I often think about the saying I’ve heard concerning the written and the spoken word, that some folks have something to say while others just have to say something. I’m afraid all too often I just have to say something, even until the listener or reader’s eyes glaze over.
I realize newspapers are expected to contain mostly reports about “new” happenings, as opposed to happenings long past, “old” news … and what an oxymoron that is.
Mostly I leave the new items to reporters and photographers who do that very well. But the past is oftentimes just as interesting, and as pertinent, as the present.
A glance through some old columns (mine and others) reveals the general apprehension we experienced during the phenomenal growth in Woodstock and Cherokee County in the 1980s and beyond, and how our lives changed because of that. It was often a lesson in futility.
In a rear-view mirror, it almost seems like a huge tsunami, rolling through, changing the landscape, covering farmland with asphalt, packing students in classrooms like pickles in a jar, stacking vehicles at intersections like dominoes, hanging traffic lights that seemed unmanageable in their “demolition derby” irregularity.
To an innocent by-standing observer, it appeared the world had discovered our secret, that secret being that Woodstock was where the abundant life was to be found, the best of both worlds, the finish line, the icing on the cake.
And the whole world came before we had a chance to get ready. There was suddenly an Arnold Palmer golf course. (I was so naïve. I thought we didn’t need a golf course. Couldn’t golfers just go to Canterbury or Canton?)
Then there was George H. W. Bush who chose to kick off his re-election campaign in the middle of our town.

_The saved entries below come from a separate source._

//! Tool-surface scenarios: the JSON boundary exposed to orchestrators.

use std::path::Path;
use std::sync::Arc;

use serde_json::json;
use tempfile::TempDir;

use codescout::{
    Crawler, DependencyScout, DuckdbVectorRepository, IndexCatalog, IndexEngine, MockEmbedding,
    RedbTaskStore, SearchCodeUseCase, SummarizeCodebaseUseCase, ToolDispatcher,
    TreeSitterParser, TASK_STORE_NAME,
};

const DIMS: usize = 32;

async fn dispatcher(project: &Path, data: &Path) -> ToolDispatcher {
    let parser = Arc::new(TreeSitterParser::new());
    let vector_repo = Arc::new(
        DuckdbVectorRepository::with_dimensions(&data.join("vectors.duckdb"), DIMS).unwrap(),
    );
    let embedding = Arc::new(MockEmbedding::with_dimensions(DIMS));
    let catalog = Arc::new(IndexCatalog::load(data).await);

    let engine = Arc::new(IndexEngine::new(
        project,
        data,
        parser.clone(),
        vector_repo.clone(),
        embedding.clone(),
        catalog.clone(),
    ));
    let search = Arc::new(SearchCodeUseCase::new(vector_repo, embedding, catalog.clone()));
    let scout = Arc::new(DependencyScout::new(parser));
    let summarizer = Arc::new(SummarizeCodebaseUseCase::new(Crawler::new(project), catalog));
    let tasks = Arc::new(RedbTaskStore::open(&data.join(TASK_STORE_NAME)).unwrap());

    ToolDispatcher::new(engine, search, scout, summarizer, tasks, data.to_path_buf())
}

fn write(dir: &Path, rel: &str, content: &str) {
    let path = dir.join(rel);
    if let Some(parent) = path.parent() {
        std::fs::create_dir_all(parent).unwrap();
    }
    std::fs::write(path, content).unwrap();
}

#[tokio::test]
async fn analyze_dependency_reports_cycle() {
    let project = TempDir::new().unwrap();
    let data = TempDir::new().unwrap();
    write(
        project.path(),
        "a.ts",
        "import \"./b\";\nexport const a = 1;\n",
    );
    write(
        project.path(),
        "b.ts",
        "import \"./a\";\nexport const b = 2;\n",
    );

    let dispatcher = dispatcher(project.path(), data.path()).await;
    let response = dispatcher
        .dispatch_json(json!({
            "tool": "analyze_dependency",
            "args": {"entryPoints": ["a.ts"]}
        }))
        .await;

    assert_eq!(response["success"], json!(true));
    assert_eq!(response["stats"]["nodeCount"], json!(2));
    let cycles = response["circularDeps"].as_array().unwrap();
    assert_eq!(cycles.len(), 1);
    let cycle = cycles[0].as_array().unwrap();
    assert_eq!(cycle.first(), cycle.last());
}

#[tokio::test]
async fn find_symbol_locates_definition_and_call_sites() {
    let project = TempDir::new().unwrap();
    let data = TempDir::new().unwrap();
    write(
        project.path(),
        "config.ts",
        "export function loadSettings(path: string) {\n    return path;\n}\n",
    );
    write(
        project.path(),
        "app.ts",
        "import { loadSettings } from \"./config\";\n\nexport function main() {\n    return loadSettings(\"app.toml\");\n}\n",
    );

    let dispatcher = dispatcher(project.path(), data.path()).await;
    let response = dispatcher
        .dispatch_json(json!({
            "tool": "find_symbol",
            "args": {"symbolName": "loadSettings", "entryPoints": ["app.ts"]}
        }))
        .await;

    assert_eq!(response["success"], json!(true));
    assert_eq!(response["definitionCount"], json!(1));
    let definition = &response["definitions"][0];
    assert!(definition["file"].as_str().unwrap().ends_with("config.ts"));
    assert!(response["callSiteCount"].as_u64().unwrap() >= 1);
}

#[tokio::test]
async fn index_codebase_tool_reports_plan_and_state() {
    let project = TempDir::new().unwrap();
    let data = TempDir::new().unwrap();
    write(
        project.path(),
        "lib.rs",
        "fn published_api() -> u32 {\n    11\n}\n",
    );

    let dispatcher = dispatcher(project.path(), data.path()).await;
    let response = dispatcher
        .dispatch_json(json!({
            "tool": "index_codebase",
            "args": {"mode": "full"}
        }))
        .await;

    assert_eq!(response["success"], json!(true));
    assert_eq!(response["isFullReindex"], json!(true));
    assert_eq!(response["stats"]["totalFilesInRepo"], json!(1));
    assert_eq!(response["filesToIndex"], json!(["lib.rs"]));
    assert!(response["currentState"]["lastIndexedAt"].as_u64().unwrap() > 0);

    let bad = dispatcher
        .dispatch_json(json!({"tool": "index_codebase", "args": {"mode": "sideways"}}))
        .await;
    assert_eq!(bad["success"], json!(false));
}

#[tokio::test]
async fn manage_task_round_trip_through_json() {
    let project = TempDir::new().unwrap();
    let data = TempDir::new().unwrap();
    let dispatcher = dispatcher(project.path(), data.path()).await;

    let created = dispatcher
        .dispatch_json(json!({
            "tool": "manage_task",
            "args": {"action": "create_root_goal", "label": "triage crash"}
        }))
        .await;
    assert_eq!(created["success"], json!(true));
    let root_id = created["task"]["id"].as_str().unwrap().to_string();

    let spawned = dispatcher
        .dispatch_json(json!({
            "tool": "manage_task",
            "args": {"action": "spawn_subtask", "parentId": root_id, "label": "collect logs"}
        }))
        .await;
    assert_eq!(spawned["success"], json!(true));
    let sub_id = spawned["task"]["id"].as_str().unwrap().to_string();

    dispatcher
        .dispatch_json(json!({
            "tool": "manage_task",
            "args": {"action": "cache_tool_output", "id": sub_id, "tool": "grep",
                     "output": {"files": ["a.ts"]}}
        }))
        .await;

    let cached = dispatcher
        .dispatch_json(json!({
            "tool": "manage_task",
            "args": {"action": "get_tool_output", "id": sub_id, "tool": "grep"}
        }))
        .await;
    assert_eq!(cached["output"], json!({"files": ["a.ts"]}));

    let tree = dispatcher
        .dispatch_json(json!({
            "tool": "manage_task",
            "args": {"action": "get_task_tree", "id": root_id}
        }))
        .await;
    assert_eq!(tree["tree"]["children"][0]["task"]["label"], json!("collect logs"));

    let missing_parent = dispatcher
        .dispatch_json(json!({
            "tool": "manage_task",
            "args": {"action": "spawn_subtask", "parentId": "nope", "label": "x"}
        }))
        .await;
    assert_eq!(missing_parent["success"], json!(false));
}

#[tokio::test]
async fn summarize_codebase_is_bounded() {
    let project = TempDir::new().unwrap();
    let data = TempDir::new().unwrap();
    for i in 0..20 {
        write(
            project.path(),
            &format!("src/mod_{i}.rs"),
            "fn routine() -> u32 { 1 }\n",
        );
    }

    let dispatcher = dispatcher(project.path(), data.path()).await;
    let response = dispatcher
        .dispatch_json(json!({
            "tool": "summarize_codebase",
            "args": {"scope": "", "depth": 1, "focus": [], "maxTokens": 80}
        }))
        .await;

    assert_eq!(response["success"], json!(true));
    assert!(response["tokenEstimate"].as_u64().unwrap() <= 90);
    assert!(response["summary"].as_str().unwrap().contains("rust (20)"));
}

#[tokio::test]
async fn malformed_request_returns_structured_error() {
    let project = TempDir::new().unwrap();
    let data = TempDir::new().unwrap();
    let dispatcher = dispatcher(project.path(), data.path()).await;

    let response = dispatcher
        .dispatch_json(json!({"tool": "frobnicate", "args": {}}))
        .await;
    assert_eq!(response["success"], json!(false));
    assert!(response["error"].as_str().unwrap().contains("Invalid tool request"));
}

And big companies were following each other to the Atlanta area as they established new home offices whose CEOs and peons alike wanted to live on the north side of the perimeter.
And as we coped with the changes in traffic and school, church and shopping, recreation and all of life’s daily activities, we slowly, but very surely, began to sort it out. We adjusted.
As our old-timey stores and businesses folded, we somehow made do with the new. And the “new” has now become the “old,” and who knows what’s next. Is history repeating itself already?
One example is Wal-Mart and their multiple moves. How many “former” locations can one business have?
Another example is a bit closer to home. My grocery store has closed. I say “my” because regular customers were faithful.
Ingles had been at its location below town for so long, it was an institution. News of its closing last month was met with no small measure of unbelief, and a feeling of extreme frustration.
It’s almost like a betrayal, like a bride left at the altar or the failure of yet another bank, or losing a beauty contest or an election for class president. Lions and tigers and bears, oh my!
It’s the same feeling we had when the one grocery store on Main Street in the old town closed its doors many years ago, and the bank moved to Highway 92 and Dawson-Parr Department Store closed. Then the post office left the downtown, and some churches did the same.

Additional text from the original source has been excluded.